Cuatro kilos y medio después

Cuatro años y medio después de mi graduación en Wharton (y con cuatro kilos y medio adicionales), el 19 de octubre de 1987, me dirigía andando a casa desde las oficinas del banco de inversión Credit Suisse First Boston, situadas en la periferia de Manhattan. Caminaba despacio, y me sentía perplejo.

Aquel día había sido testigo de un suceso económico traumático: la mayor crisis bursátil de la historia (moderna). Fue quizá más traumática porque tuvo lugar en un momento en que pensábamos que, con todos aquellos economistas platonificados y de discurso interesante (con sus ecuaciones basadas en la falsa curva de campana), nos habíamos hecho lo bastante sofisticados como para evitar, o al menos prevenir y controlar, los grandes batacazos. La respuesta ni siquiera fue la reacción a alguna noticia discernible. El hecho de que se produjera tal suceso quedaba al margen de cualquier cosa que uno hubiese podido imaginar el día anterior; de haber señalado yo esa posibilidad, me habrían tachado de lunático. Tenía todos los componentes de un Cisne Negro, pero por entonces desconocía esta expresión.

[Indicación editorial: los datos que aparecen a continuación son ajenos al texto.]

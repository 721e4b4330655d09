//! Deletion of duplicate files.
//!
//! # Overview
//!
//! [`delete_duplicates`] removes every duplicate of every group while
//! keeping the elected original:
//! - Groups flagged `no_matching_original` are skipped entirely
//! - Groups whose original is not a regular file (a symlink, for one) are
//!   kept and reported
//! - Deletion is permanent or goes to the system trash
//! - `simulate` logs what would happen without touching anything
//! - `verify` compares each duplicate byte for byte with its original
//!   before deleting it
//!
//! Deleted paths are removed from the index right away, one transaction
//! per group.
//!
//! # Example
//!
//! ```no_run
//! use dupindex::actions::delete::{delete_duplicates, DeleteConfig};
//! use dupindex::duplicates::{find_duplicate_groups, PreferencePolicy};
//! use dupindex::index::FileIndex;
//! use std::path::Path;
//!
//! let index = FileIndex::open(Path::new("file_index.db")).unwrap();
//! let groups = find_duplicate_groups(&index, None, &PreferencePolicy::default()).unwrap();
//! let summary = delete_duplicates(&groups, &index, &DeleteConfig::default().with_simulate(true)).unwrap();
//! println!("{} files would be deleted", summary.simulated.len());
//! ```

use std::fs;
use std::io;
use std::path::{Path, PathBuf};
use std::sync::atomic::{AtomicBool, Ordering};
use std::sync::Arc;

use bytesize::ByteSize;
use thiserror::Error;

use crate::duplicates::DuplicateGroup;
use crate::index::{FileIndex, IndexError};
use crate::progress::{ProgressCallback, PHASE_DELETE};
use crate::scanner::{files_identical, DEFAULT_CHUNK_SIZE};

/// Error type for deletion of a single file.
#[derive(Debug, Error)]
pub enum DeleteError {
    /// File was not found (may have been deleted or moved).
    #[error("file not found: {0}")]
    NotFound(PathBuf),

    /// Permission denied when attempting to delete.
    #[error("permission denied: {0}")]
    PermissionDenied(PathBuf),

    /// The original to compare against is gone.
    #[error("original missing, refusing to delete {path}: {original}")]
    OriginalMissing {
        /// Duplicate that was kept
        path: PathBuf,
        /// Original that could not be read
        original: PathBuf,
    },

    /// The original is a symlink or another non-regular file.
    #[error("original is not a regular file, keeping its group: {0}")]
    OriginalNotAFile(PathBuf),

    /// Byte comparison found different content.
    #[error("content differs from original {original}: {path}")]
    ContentMismatch {
        /// Duplicate that was kept
        path: PathBuf,
        /// Original it was compared with
        original: PathBuf,
    },

    /// Trash operation failed.
    #[error("trash operation failed for {path}: {message}")]
    TrashFailed {
        /// File that stayed in place
        path: PathBuf,
        /// Platform message
        message: String,
    },

    /// Permanent delete operation failed.
    #[error("permanent delete failed for {path}: {source}")]
    PermanentDeleteFailed {
        /// File that stayed in place
        path: PathBuf,
        /// The underlying I/O error
        #[source]
        source: io::Error,
    },

    /// General I/O error.
    #[error("I/O error for {path}: {source}")]
    Io {
        /// Path where the error occurred
        path: PathBuf,
        /// The underlying I/O error
        #[source]
        source: io::Error,
    },
}

impl DeleteError {
    /// Path the error refers to.
    #[must_use]
    pub fn path(&self) -> &Path {
        match self {
            Self::NotFound(p)
            | Self::PermissionDenied(p)
            | Self::OriginalNotAFile(p)
            | Self::OriginalMissing { path: p, .. }
            | Self::ContentMismatch { path: p, .. }
            | Self::TrashFailed { path: p, .. }
            | Self::PermanentDeleteFailed { path: p, .. }
            | Self::Io { path: p, .. } => p,
        }
    }

    fn from_io(path: &Path, error: io::Error) -> Self {
        match error.kind() {
            io::ErrorKind::NotFound => Self::NotFound(path.to_path_buf()),
            io::ErrorKind::PermissionDenied => Self::PermissionDenied(path.to_path_buf()),
            _ => Self::Io {
                path: path.to_path_buf(),
                source: error,
            },
        }
    }
}

/// Where deleted files go.
#[derive(Debug, Clone, Copy, Default, PartialEq, Eq)]
pub enum DeleteMode {
    /// Remove immediately
    #[default]
    Permanent,
    /// Move to the system trash
    Trash,
}

/// Configuration for [`delete_duplicates`].
#[derive(Clone)]
pub struct DeleteConfig {
    /// Permanent or trash
    pub mode: DeleteMode,
    /// Log only, change nothing
    pub simulate: bool,
    /// Compare content with the original before deleting
    pub verify: bool,
    /// Buffer size for verification reads
    pub chunk_size: usize,
    /// Optional shutdown flag for graceful termination
    pub shutdown_flag: Option<Arc<AtomicBool>>,
    /// Optional progress callback
    pub progress_callback: Option<Arc<dyn ProgressCallback>>,
}

impl std::fmt::Debug for DeleteConfig {
    fn fmt(&self, f: &mut std::fmt::Formatter<'_>) -> std::fmt::Result {
        f.debug_struct("DeleteConfig")
            .field("mode", &self.mode)
            .field("simulate", &self.simulate)
            .field("verify", &self.verify)
            .field("chunk_size", &self.chunk_size)
            .field("shutdown_flag", &self.shutdown_flag)
            .field(
                "progress_callback",
                &self.progress_callback.as_ref().map(|_| "<callback>"),
            )
            .finish()
    }
}

impl Default for DeleteConfig {
    fn default() -> Self {
        Self {
            mode: DeleteMode::Permanent,
            simulate: false,
            verify: false,
            chunk_size: DEFAULT_CHUNK_SIZE,
            shutdown_flag: None,
            progress_callback: None,
        }
    }
}

impl DeleteConfig {
    /// Set the delete mode.
    #[must_use]
    pub fn with_mode(mut self, mode: DeleteMode) -> Self {
        self.mode = mode;
        self
    }

    /// Enable/disable dry run.
    #[must_use]
    pub fn with_simulate(mut self, simulate: bool) -> Self {
        self.simulate = simulate;
        self
    }

    /// Enable/disable byte-for-byte verification.
    #[must_use]
    pub fn with_verify(mut self, verify: bool) -> Self {
        self.verify = verify;
        self
    }

    /// Set the verification buffer size.
    #[must_use]
    pub fn with_chunk_size(mut self, chunk_size: usize) -> Self {
        self.chunk_size = chunk_size.max(1);
        self
    }

    /// Set the shutdown flag for graceful termination.
    #[must_use]
    pub fn with_shutdown_flag(mut self, flag: Arc<AtomicBool>) -> Self {
        self.shutdown_flag = Some(flag);
        self
    }

    /// Set the progress callback.
    #[must_use]
    pub fn with_progress_callback(mut self, callback: Arc<dyn ProgressCallback>) -> Self {
        self.progress_callback = Some(callback);
        self
    }

    fn is_shutdown_requested(&self) -> bool {
        self.shutdown_flag
            .as_ref()
            .is_some_and(|f| f.load(Ordering::SeqCst))
    }
}

/// Outcome of [`delete_duplicates`].
#[derive(Debug, Default)]
pub struct DeleteSummary {
    /// Groups whose duplicates were handled
    pub groups_processed: usize,
    /// Groups skipped because no preferred original matched
    pub groups_skipped: usize,
    /// Files deleted
    pub deleted: Vec<PathBuf>,
    /// Files that would have been deleted in a dry run
    pub simulated: Vec<PathBuf>,
    /// Duplicates already gone from disk
    pub already_missing: usize,
    /// Files kept because of an error or failed verification
    pub failures: Vec<DeleteError>,
    /// Bytes freed (or that would be freed)
    pub bytes_freed: u64,
    /// Index records removed
    pub records_removed: usize,
    /// Whether the run stopped early on shutdown
    pub interrupted: bool,
}

impl DeleteSummary {
    /// Human-readable one-line summary.
    #[must_use]
    pub fn summary(&self) -> String {
        if !self.simulated.is_empty() {
            return format!(
                "Would delete {} file(s), freeing {}",
                self.simulated.len(),
                ByteSize::b(self.bytes_freed)
            );
        }
        let mut text = format!(
            "Deleted {} file(s), freed {}",
            self.deleted.len(),
            ByteSize::b(self.bytes_freed)
        );
        if !self.failures.is_empty() {
            text.push_str(&format!(", {} failed", self.failures.len()));
        }
        if self.groups_skipped > 0 {
            text.push_str(&format!(
                ", {} group(s) skipped without a matching original",
                self.groups_skipped
            ));
        }
        text
    }
}

/// Delete the duplicates of every group, keeping each original.
///
/// A group whose original is a symlink or other non-regular file is left
/// alone and reported as a failure.
///
/// # Arguments
///
/// * `groups` - Groups from [`find_duplicate_groups`](crate::duplicates::find_duplicate_groups)
/// * `index` - Index to remove deleted and vanished paths from
/// * `config` - Mode, dry run, verification and shutdown settings
///
/// # Errors
///
/// Returns an error only if the index cannot be updated. Per-file problems
/// are collected in [`DeleteSummary::failures`].
pub fn delete_duplicates(
    groups: &[DuplicateGroup],
    index: &FileIndex,
    config: &DeleteConfig,
) -> Result<DeleteSummary, IndexError> {
    let mut summary = DeleteSummary::default();
    let callback = config.progress_callback.as_ref();
    let total: usize = groups
        .iter()
        .filter(|g| !g.no_matching_original)
        .map(DuplicateGroup::duplicate_count)
        .sum();
    if let Some(cb) = callback {
        cb.on_phase_start(PHASE_DELETE, total);
    }

    let mut handled = 0;
    for group in groups {
        if config.is_shutdown_requested() {
            log::info!("Deletion interrupted; remaining groups left untouched");
            summary.interrupted = true;
            break;
        }
        if group.no_matching_original {
            log::warn!(
                "Skipping group {}: no original in the preferred directories",
                group.fingerprint
            );
            summary.groups_skipped += 1;
            continue;
        }

        if let Err(e) = check_original(&group.original) {
            log::warn!("Skipping group {}: {}", group.fingerprint, e);
            handled += group.duplicate_count();
            summary.failures.push(e);
            continue;
        }

        let mut gone = Vec::new();
        for duplicate in &group.duplicates {
            handled += 1;
            if let Some(cb) = callback {
                cb.on_progress(handled, &duplicate.to_string_lossy());
            }
            if duplicate == &group.original {
                continue;
            }
            if config.verify {
                match verify_against_original(duplicate, &group.original, config) {
                    Ok(()) => {}
                    Err(DeleteError::NotFound(path)) => {
                        log::info!("Duplicate already gone: {}", path.display());
                        summary.already_missing += 1;
                        if !config.simulate {
                            gone.push(path);
                        }
                        continue;
                    }
                    Err(e) => {
                        log::warn!("Keeping {}: {}", duplicate.display(), e);
                        summary.failures.push(e);
                        continue;
                    }
                }
            }

            if config.simulate {
                log::info!("Would delete duplicate: {}", duplicate.display());
                summary.simulated.push(duplicate.clone());
                summary.bytes_freed += group.size;
                continue;
            }

            match delete_file(duplicate, config.mode) {
                Ok(size) => {
                    summary.bytes_freed += size;
                    summary.deleted.push(duplicate.clone());
                    gone.push(duplicate.clone());
                }
                Err(DeleteError::NotFound(path)) => {
                    log::info!("Duplicate already gone: {}", path.display());
                    summary.already_missing += 1;
                    gone.push(path);
                }
                Err(e) => {
                    log::error!("{}", e);
                    summary.failures.push(e);
                }
            }
        }

        summary.records_removed += index.remove_paths(&gone)?;
        summary.groups_processed += 1;
    }

    if let Some(cb) = callback {
        cb.on_phase_end(PHASE_DELETE);
    }
    log::info!("{}", summary.summary());
    Ok(summary)
}

/// Refuse originals that are symlinks, directories or special files.
///
/// A missing original is not rejected here; `verify` reports it per
/// duplicate.
fn check_original(original: &Path) -> Result<(), DeleteError> {
    match fs::symlink_metadata(original) {
        Ok(metadata) if !metadata.file_type().is_file() => {
            Err(DeleteError::OriginalNotAFile(original.to_path_buf()))
        }
        _ => Ok(()),
    }
}

fn verify_against_original(
    duplicate: &Path,
    original: &Path,
    config: &DeleteConfig,
) -> Result<(), DeleteError> {
    if let Err(e) = fs::symlink_metadata(original) {
        log::debug!("Original {} unreadable: {}", original.display(), e);
        return Err(DeleteError::OriginalMissing {
            path: duplicate.to_path_buf(),
            original: original.to_path_buf(),
        });
    }
    match fs::symlink_metadata(duplicate) {
        Ok(metadata) if !metadata.file_type().is_file() => {
            return Err(DeleteError::Io {
                path: duplicate.to_path_buf(),
                source: io::Error::other("not a regular file"),
            });
        }
        Err(e) => return Err(DeleteError::from_io(duplicate, e)),
        Ok(_) => {}
    }
    match files_identical(duplicate, original, config.chunk_size) {
        Ok(true) => Ok(()),
        Ok(false) => Err(DeleteError::ContentMismatch {
            path: duplicate.to_path_buf(),
            original: original.to_path_buf(),
        }),
        Err(e) => Err(DeleteError::from_io(duplicate, e)),
    }
}

/// Delete one file, returning its size.
fn delete_file(path: &Path, mode: DeleteMode) -> Result<u64, DeleteError> {
    let size = fs::symlink_metadata(path)
        .map_err(|e| DeleteError::from_io(path, e))?
        .len();

    match mode {
        DeleteMode::Permanent => {
            fs::remove_file(path).map_err(|e| match e.kind() {
                io::ErrorKind::NotFound => DeleteError::NotFound(path.to_path_buf()),
                _ => DeleteError::PermanentDeleteFailed {
                    path: path.to_path_buf(),
                    source: e,
                },
            })?;
            log::info!("Deleted duplicate file: {}", path.display());
        }
        DeleteMode::Trash => {
            trash::delete(path).map_err(|e| DeleteError::TrashFailed {
                path: path.to_path_buf(),
                message: e.to_string(),
            })?;
            log::info!("Moved to trash: {}", path.display());
        }
    }
    Ok(size)
}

Me fui corriendo en busca de un colega, Demetrius, que vivía en Park Avenue, y cuando empecé a hablarle, una mujer que parecía muy preocupada, despojándose de toda inhibición, intervino en la conversación: «Escuchad, ¿sabéis vosotros dos qué es lo que está pasando?». La gente que caminaba por la acera parecía aturdida. Antes había visto a algunas personas mayores lloriqueando en silencio en el salón de compraventas del First Boston. Había pasado el día en el epicentro de los acontecimientos, con gente víctima de una especie de colapso corriendo a mi alrededor como conejos ante unos faros. Al llegar a casa, mi primo Alexis llamó para decirme que su vecino se había suicidado tirándose al vacío desde lo alto de su apartamento. Yo ni siquiera me sentía inquieto. Me sentía como pudiera sentirse Líbano, con una diferencia: habiendo visto lo uno y lo otro, me desconcertaba que la desazón económica pudiera ser más desmoralizante que la guerra (pensemos simplemente que los problemas económicos y las consiguientes humillaciones pueden llevar al suicidio, pero no parece que la guerra lo haga de forma tan directa).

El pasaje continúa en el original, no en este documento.